Saturday 18 July 2009

A thoughtful look at how we can provide jobs for the soon-to-be 3 1/4 million unemployed.  It’s a nightmare.  But Warner here goes to the essential.

Christina

TELEGRAPH 18.7.09
A catastrophe that could scar a generation
Only a business-friendly Britain can provide jobs for the young, says Jeremy Warner

Few images better evoke the misery of unemployment than the food queues of the Great Depression - the strain is there for all to see on the faces of these once proud men, stripped of their dignity and self-esteem, as they stand in line for whatever pittance charity or the state was prepared to give.

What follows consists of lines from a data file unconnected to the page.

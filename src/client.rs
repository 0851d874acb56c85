//! HTTP Client with builder pattern.
//!
//! Every request opens its own connection, reads the whole response body
//! into memory and closes the connection before returning. Callers get a
//! [`BufferedResponse`] and never manage a stream.
//!
//! # Example
//!
//! ```rust,no_run
//! use simplenet::Client;
//!
//! let client = Client::builder()
//!     .dns_server("1.1.1.1:53")
//!     .build();
//!
//! let resp = client.get("http://example.com/")?;
//! println!("{} ({} bytes)", resp.status(), resp.content_length());
//! # Ok::<(), simplenet::NetError>(())
//! ```

use crate::base::blocking::block_on;
use crate::base::neterror::NetError;
use crate::config::{default_config, DnsMode, TransportConfig};
use crate::http::{BufferedResponse, RequestBody, Transport};
use crate::socket::dialer::{Dial, DialerConfig};
use http::header::{HeaderValue, CONTENT_TYPE};
use http::{Method, Request};
use std::sync::{Arc, LazyLock};
use std::time::Duration;
use url::Url;

/// Overall timeout of a request made through a configured client.
pub const DEFAULT_TIMEOUT: Duration = Duration::from_secs(5);

/// Connect timeout of the client used when none is passed.
const GENERIC_CONNECT_TIMEOUT: Duration = Duration::from_secs(30);

const FORM_CONTENT_TYPE: &str = "application/x-www-form-urlencoded";

static GENERIC_CLIENT: LazyLock<Client> = LazyLock::new(|| {
    let config = TransportConfig {
        dns: DnsMode::System,
        dialer: DialerConfig {
            connect_timeout: GENERIC_CONNECT_TIMEOUT,
            ..DialerConfig::default()
        },
    };
    Client {
        transport: Transport::from_config(&config),
        timeout: None,
    }
});

/// HTTP Client for making requests.
///
/// Cheap to clone; clones share the same transport. Safe to use from many
/// threads at once.
#[derive(Clone, Debug)]
pub struct Client {
    transport: Transport,
    timeout: Option<Duration>,
}

impl Default for Client {
    fn default() -> Self {
        Self::new()
    }
}

impl Client {
    /// Client over the current process-wide default transport (see
    /// [`set_custom_dns`](crate::set_custom_dns)) with a 5 second timeout.
    pub fn new() -> Self {
        Self::builder().build()
    }

    /// Client whose every connection goes to `domain`, resolved through
    /// `server`, on port 80. An empty `server` resolves `domain` with the
    /// system resolver.
    pub fn with_dns(server: &str, domain: &str) -> Self {
        Self::builder().dns_domain(server, domain).build()
    }

    /// Create a new client builder, starting from the process-wide default
    /// transport.
    pub fn builder() -> ClientBuilder {
        ClientBuilder::default()
    }

    /// The overall request timeout, if any.
    pub fn timeout(&self) -> Option<Duration> {
        self.timeout
    }

    /// Performs `req` and buffers the response.
    pub fn execute(&self, req: Request<RequestBody>) -> Result<BufferedResponse, NetError> {
        block_on(self.send(req))
    }

    /// GET `url`.
    pub fn get(&self, url: &str) -> Result<BufferedResponse, NetError> {
        self.execute(build_request(Method::GET, url, None, RequestBody::Empty)?)
    }

    /// HEAD `url`. The buffered body is empty.
    pub fn head(&self, url: &str) -> Result<BufferedResponse, NetError> {
        self.execute(build_request(Method::HEAD, url, None, RequestBody::Empty)?)
    }

    /// POST `body` to `url` with the given `Content-Type`.
    pub fn post(
        &self,
        url: &str,
        content_type: &str,
        body: impl Into<RequestBody>,
    ) -> Result<BufferedResponse, NetError> {
        self.execute(build_request(Method::POST, url, Some(content_type), body.into())?)
    }

    /// POST `data` to `url` as `application/x-www-form-urlencoded`.
    ///
    /// Pairs are encoded sorted by key; pairs sharing a key keep their
    /// relative order.
    pub fn post_form<I, K, V>(&self, url: &str, data: I) -> Result<BufferedResponse, NetError>
    where
        I: IntoIterator<Item = (K, V)>,
        K: AsRef<str>,
        V: AsRef<str>,
    {
        self.post(url, FORM_CONTENT_TYPE, encode_form(data))
    }

    pub(crate) async fn send(&self, req: Request<RequestBody>) -> Result<BufferedResponse, NetError> {
        let round_trip = self.transport.round_trip(req);
        match self.timeout {
            Some(timeout) => tokio::time::timeout(timeout, round_trip)
                .await
                .map_err(|_| NetError::RequestTimedOut)?,
            None => round_trip.await,
        }
    }
}

/// Builder for creating a [`Client`].
#[derive(Debug, Clone)]
pub struct ClientBuilder {
    config: TransportConfig,
    dialer: Option<Arc<dyn Dial>>,
    timeout: Option<Duration>,
}

impl Default for ClientBuilder {
    fn default() -> Self {
        Self {
            config: default_config(),
            dialer: None,
            timeout: Some(DEFAULT_TIMEOUT),
        }
    }
}

impl ClientBuilder {
    /// Resolve every host through `server` (`host:port`). Empty means the
    /// system resolver.
    pub fn dns_server(mut self, server: &str) -> Self {
        self.config.dns = TransportConfig::with_dns_server(server).dns;
        self
    }

    /// Send every connection to `domain`, resolved through `server`.
    pub fn dns_domain(mut self, server: &str, domain: &str) -> Self {
        self.config.dns = DnsMode::Domain {
            server: server.to_string(),
            domain: domain.to_string(),
        };
        self
    }

    /// Replace the whole transport configuration.
    pub fn transport_config(mut self, config: TransportConfig) -> Self {
        self.config = config;
        self
    }

    /// Open connections with `dialer`, bypassing the DNS mode and socket
    /// settings of the transport configuration.
    pub fn dialer(mut self, dialer: impl Dial + 'static) -> Self {
        self.dialer = Some(Arc::new(dialer));
        self
    }

    /// Set the per-connection connect timeout.
    pub fn connect_timeout(mut self, timeout: Duration) -> Self {
        self.config.dialer.connect_timeout = timeout;
        self
    }

    /// Set the TCP keep-alive interval; `None` disables keep-alive probes.
    pub fn keep_alive(mut self, interval: Option<Duration>) -> Self {
        self.config.dialer.keep_alive = interval;
        self
    }

    /// Set the overall request timeout.
    pub fn timeout(mut self, timeout: Duration) -> Self {
        self.timeout = Some(timeout);
        self
    }

    /// Let requests run without an overall deadline.
    pub fn no_timeout(mut self) -> Self {
        self.timeout = None;
        self
    }

    /// Build the client.
    pub fn build(self) -> Client {
        let transport = match self.dialer {
            Some(dialer) => Transport::new(dialer),
            None => Transport::from_config(&self.config),
        };
        Client {
            transport,
            timeout: self.timeout,
        }
    }
}

fn client_or_generic(client: Option<&Client>) -> &Client {
    client.unwrap_or_else(|| &*GENERIC_CLIENT)
}

/// Performs `req` with `client`, or with the generic client when `None`.
///
/// The generic client resolves with the system resolver, allows 30 seconds
/// to connect and sets no overall deadline.
pub fn execute(
    client: Option<&Client>,
    req: Request<RequestBody>,
) -> Result<BufferedResponse, NetError> {
    client_or_generic(client).execute(req)
}

/// GET `url`. See [`execute`] for the `client` argument.
pub fn get(client: Option<&Client>, url: &str) -> Result<BufferedResponse, NetError> {
    client_or_generic(client).get(url)
}

/// HEAD `url`. See [`execute`] for the `client` argument.
pub fn head(client: Option<&Client>, url: &str) -> Result<BufferedResponse, NetError> {
    client_or_generic(client).head(url)
}

/// POST `body` to `url`. See [`execute`] for the `client` argument.
pub fn post(
    client: Option<&Client>,
    url: &str,
    content_type: &str,
    body: impl Into<RequestBody>,
) -> Result<BufferedResponse, NetError> {
    client_or_generic(client).post(url, content_type, body)
}

/// POST `data` as a form. See [`execute`] for the `client` argument.
pub fn post_form<I, K, V>(
    client: Option<&Client>,
    url: &str,
    data: I,
) -> Result<BufferedResponse, NetError>
where
    I: IntoIterator<Item = (K, V)>,
    K: AsRef<str>,
    V: AsRef<str>,
{
    client_or_generic(client).post_form(url, data)
}

/// Parses and checks an absolute `http`/`https` URL.
pub(crate) fn parse_url(url: &str) -> Result<Url, NetError> {
    let parsed = Url::parse(url).map_err(|e| NetError::InvalidUrl(format!("{url}: {e}")))?;
    match parsed.scheme() {
        "http" | "https" => {}
        other => return Err(NetError::UnsupportedScheme(other.to_string())),
    }
    if parsed.host_str().is_none() {
        return Err(NetError::InvalidUrl(format!("{url}: missing host")));
    }
    Ok(parsed)
}

fn build_request(
    method: Method,
    url: &str,
    content_type: Option<&str>,
    body: RequestBody,
) -> Result<Request<RequestBody>, NetError> {
    let url = parse_url(url)?;
    let mut req = Request::new(body);
    *req.method_mut() = method;
    *req.uri_mut() = url
        .as_str()
        .parse()
        .map_err(|e: http::uri::InvalidUri| NetError::InvalidUrl(e.to_string()))?;

    if let Some(content_type) = content_type {
        let value = HeaderValue::from_str(content_type)
            .map_err(|e| NetError::InvalidHeader(format!("content-type: {e}")))?;
        req.headers_mut().insert(CONTENT_TYPE, value);
    }
    Ok(req)
}

/// Encodes form pairs, sorted by key.
pub fn encode_form<I, K, V>(data: I) -> String
where
    I: IntoIterator<Item = (K, V)>,
    K: AsRef<str>,
    V: AsRef<str>,
{
    let mut pairs: Vec<(K, V)> = data.into_iter().collect();
    pairs.sort_by(|a, b| a.0.as_ref().cmp(b.0.as_ref()));

    let mut serializer = url::form_urlencoded::Serializer::new(String::new());
    for (key, value) in &pairs {
        serializer.append_pair(key.as_ref(), value.as_ref());
    }
    serializer.finish()
}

Figures released this week by Britain's Office for National Statistics are a potent reminder that the curse of mass joblessness is upon us once more. Unemployment is rising at the fastest rate since records began, with the most vulnerable - the low paid, the unskilled and the young - the hardest hit. The economy may have stopped contracting but nobody expects the damage to employment to be similarly contained.

 

Joblessness will continue to rise at a frightening clip for at least another year and won't reach its peak until it has passed the three million mark, or more than one in 10 of the workforce. As the historian Thomas Carlyle observed: "A man willing to work but unable to find work is perhaps the saddest sight that fortune's inequality exhibits under this sun."

A social catastrophe is in the making that threatens to scar an entire generation. One of the most worrying aspects of the latest labour market statistics is the continued rise in youth unemployment. More than 30 per cent of 16-17-year-olds not in full?time education or training are now unemployed, and 17.2 per cent of 19-24-year-olds. Habits and mindsets acquired at these ages stay with you for life. A lost generation of the unskilled and untrained is being poured cruelly on to our streets.

Immediate prospects for easing the problem are not good. The Government seems to be doing some of the right things, with a series of initiatives to ensure that the newly unemployed are swiftly back in work. Both employers and employees have also proved more adaptable and flexible than in previous recessions, with many agreeing to reduced working time and/or wage cuts as an alternative to mass redundancies.

But none of this will solve the problem. Mass unemployment during the Thirties was only finally ended by re-militarisation and a world war. After the misery of the Seventies, it was the consumer, housing, financial services and inward investment booms of the Thatcher years that provided the cure, then more of the same following the recession of the early Nineties. The dotcom bust was countered with an explosion of credit and public spending.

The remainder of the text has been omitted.